I have some code like this:

if(doSomethingHereWhichAlwaysReturnsTrue,
     doSomeOtherHereAndDependOnTheResultExecuteBodyOrNot) {
  ..body.. - execute if 'doSomeOther' returns true
}

Through this code is debug only, i wonder i can use such a construction in the release. I guess no.


To not ask twice, i'm also use sometimes assignment chaining like:

int i, j, k, l;
i = j = k = l = 0;

is it safe?

I heard once that the execution order is undefined and so this is an undefined behaviour. And as UB it can be clearly optimized out by the compiler, but using '-O3 -Wall -pedantic' i see no warnings with it, and the expected result, so i guess there no problems here.


Solution

  • The C++ Standard 5.18 says

    A pair of expressions separated by a comma is evaluated left-to-right; the left expression is a discardedvalue expression (Clause 5).86 Every value computation and side effect associated with the left expression is sequenced before every value computation and side effect associated with the right expression.

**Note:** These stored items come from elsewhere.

//! Shared application state type.
//!
//! Defines the `AppState` type used across all handlers and routers.

use std::sync::Arc;

use crate::bootstrap::GatewayContext;

/// Application state shared across all handlers.
///
/// This is an `Arc`-wrapped [`GatewayContext`] containing the session
/// registry and the collaborators shared by every call.
pub type AppState = Arc<GatewayContext>;
//! The unit of communication from the recognition worker (C2) to the turn
//! pipeline (C3).

use std::time::{SystemTime, UNIX_EPOCH};

/// Discriminates why a [`SpeechEvent`] was produced.
///
/// `Partial` never reaches the turn queue — it drives barge-in only and is
/// handled entirely inside the media reactor.
#[derive(Debug, Clone, Copy, PartialEq, Eq, Hash)]
pub enum SpeechEventKind {
    Partial,
    Final,
    Error,
    Greeting,
    Announcement,
    StatusUpdate,
    ErrorMessage,
}

impl SpeechEventKind {
    /// Whether an event of this kind is enqueued to the turn pipeline.
    /// `Partial` is the only kind that is transient and never enqueued.
    #[must_use]
    pub fn is_enqueued(self) -> bool {
        !matches!(self, SpeechEventKind::Partial)
    }
}

/// A speech recognition result or system-originated utterance, flowing from
/// C2 (or synthesized by C4 for the greeting) into C3's speech queue.
#[derive(Debug, Clone)]
pub struct SpeechEvent {
    pub kind: SpeechEventKind,
    pub text: String,
    pub language: Option<String>,
    pub speaker_id: Option<String>,
    pub confidence: Option<f32>,
    /// Monotonic wall-clock timestamp, seconds since the Unix epoch.
    pub timestamp: f64,
}

impl SpeechEvent {
    fn now() -> f64 {
        SystemTime::now()
            .duration_since(UNIX_EPOCH)
            .map(|d| d.as_secs_f64())
            .unwrap_or(0.0)
    }

    /// Build a `Final` event, the result of a completed ASR utterance.
    #[must_use]
    pub fn final_result(text: impl Into<String>, language: Option<String>) -> Self {
        Self {
            kind: SpeechEventKind::Final,
            text: text.into(),
            language,
            speaker_id: None,
            confidence: None,
            timestamp: Self::now(),
        }
    }

    /// Build a `Partial` event. Never enqueued; consumed directly by the
    /// media reactor's barge-in check.
    #[must_use]
    pub fn partial(text: impl Into<String>, language: Option<String>) -> Self {
        Self {
            kind: SpeechEventKind::Partial,
            text: text.into(),
            language,
            speaker_id: None,
            confidence: None,
            timestamp: Self::now(),
        }
    }

    /// Build an `Error` event from an ASR-source error string.
    #[must_use]
    pub fn error(message: impl Into<String>) -> Self {
        Self {
            kind: SpeechEventKind::Error,
            text: message.into(),
            language: None,
            speaker_id: None,
            confidence: None,
            timestamp: Self::now(),
        }
    }

    /// Build a `Greeting` event, synthesized by the media reactor on the
    /// first `AudioMetadata` frame.
    #[must_use]
    pub fn greeting(text: impl Into<String>) -> Self {
        Self {
            kind: SpeechEventKind::Greeting,
            text: text.into(),
            language: None,
            speaker_id: None,
            confidence: None,
            timestamp: Self::now(),
        }
    }

}

/// Trimmed character count, used by the boundary checks in C2's callback
/// semantics (partial > 3 chars, final > 1 char). Counts Unicode scalar
/// values, not UTF-8 bytes, so a multibyte transcript crosses the same
/// boundary a single-byte one would.
#[must_use]
pub fn trimmed_char_count(text: &str) -> usize {
    text.trim().chars().count()
}

#[cfg(test)]
mod tests {
    use super::*;

    #[test]
    fn partial_is_not_enqueued() {
        assert!(!SpeechEventKind::Partial.is_enqueued());
    }

    #[test]
    fn final_and_system_kinds_are_enqueued() {
        for kind in [
            SpeechEventKind::Final,
            SpeechEventKind::Error,
            SpeechEventKind::Greeting,
            SpeechEventKind::Announcement,
            SpeechEventKind::StatusUpdate,
            SpeechEventKind::ErrorMessage,
        ] {
            assert!(kind.is_enqueued());
        }
    }

    #[test]
    fn trimmed_char_count_ignores_surrounding_whitespace() {
        assert_eq!(trimmed_char_count("  hi  "), 2);
    }

    #[test]
    fn trimmed_char_count_counts_chars_not_bytes() {
        // "привет" is 6 Unicode scalar values but 12 UTF-8 bytes.
        assert_eq!(trimmed_char_count("  привет  "), 6);
    }
}
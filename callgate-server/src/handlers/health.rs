//! Lightweight health/metrics endpoints for the session engine (§6).
//!
//! Mirrors the original TTS pool health surface: a `health` endpoint for
//! dashboards, a `metrics` endpoint for monitoring scrapers, and a
//! `status` endpoint tuned for load-balancer probes with a hard 1 s
//! timeout so a stuck registry lock never wedges a health check. Field
//! names follow the original pool endpoint's fixed shape; this engine has
//! no allocation pool to report on, so `allocations_cached`/`allocations_new`
//! are repurposed for the closest analogue this engine has: queued speech
//! events versus freshly spawned audio-ingest tasks.

use std::time::Duration;

use axum::extract::State;
use axum::Json;
use serde::Serialize;

use crate::state::AppState;

#[derive(Debug, Serialize)]
pub struct HealthBody {
    status: &'static str,
    active_sessions: usize,
    session_awareness: Vec<String>,
    timestamp: Option<i64>,
}

#[derive(Debug, Serialize)]
pub struct MetricsBody {
    active_sessions: usize,
    allocations_total: usize,
    allocations_cached: usize,
    allocations_new: usize,
    timestamp: Option<i64>,
}

#[derive(Debug, Serialize)]
pub struct StatusBody {
    status: &'static str,
    timestamp: Option<i64>,
}

fn now() -> i64 {
    chrono::Utc::now().timestamp()
}

/// `GET /tts/dedicated/health` — health status of the session engine.
pub async fn health(State(state): State<AppState>) -> Json<HealthBody> {
    let mut session_awareness = Vec::new();
    state
        .sessions
        .for_each(|id, _controller| session_awareness.push(id.to_string()))
        .await;

    Json(HealthBody {
        status: "healthy",
        active_sessions: session_awareness.len(),
        session_awareness,
        timestamp: Some(now()),
    })
}

/// `GET /tts/dedicated/metrics` — aggregate per-session counters.
pub async fn metrics(State(state): State<AppState>) -> Json<MetricsBody> {
    let mut allocations_cached = 0usize;
    let mut allocations_new = 0usize;
    let mut active_sessions = 0usize;

    state
        .sessions
        .for_each(|_id, controller| {
            let snapshot = controller.snapshot();
            active_sessions += 1;
            allocations_cached += snapshot.queued_events;
            allocations_new += snapshot.pending_ingest_tasks;
        })
        .await;

    Json(MetricsBody {
        active_sessions,
        allocations_total: allocations_cached + allocations_new,
        allocations_cached,
        allocations_new,
        timestamp: Some(now()),
    })
}

/// `GET /tts/dedicated/status` — ultra-fast load-balancer probe, bounded
/// to 1 s regardless of registry contention.
pub async fn status(State(state): State<AppState>) -> Json<StatusBody> {
    match tokio::time::timeout(Duration::from_secs(1), state.sessions.count()).await {
        Ok(_count) => Json(StatusBody {
            status: "ok",
            timestamp: Some(now()),
        }),
        Err(_) => Json(StatusBody {
            status: "timeout",
            timestamp: None,
        }),
    }
}

/// `GET /health` — bare liveness probe, independent of session state.
pub async fn liveness() -> &'static str {
    "OK"
}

The type and value of the result are the type and value of the right operand; the result is of the same value category as its right operand, and is a bit-field if its right operand is a glvalue and a bit-field. If the value of the right operand is a temporary (12.2), the result is that temporary.

    So yes, according to the standard, returning the value of the second operand is the expected behavior.

    However, you can overload comma operator, and in this case, it can return whatever you would like to.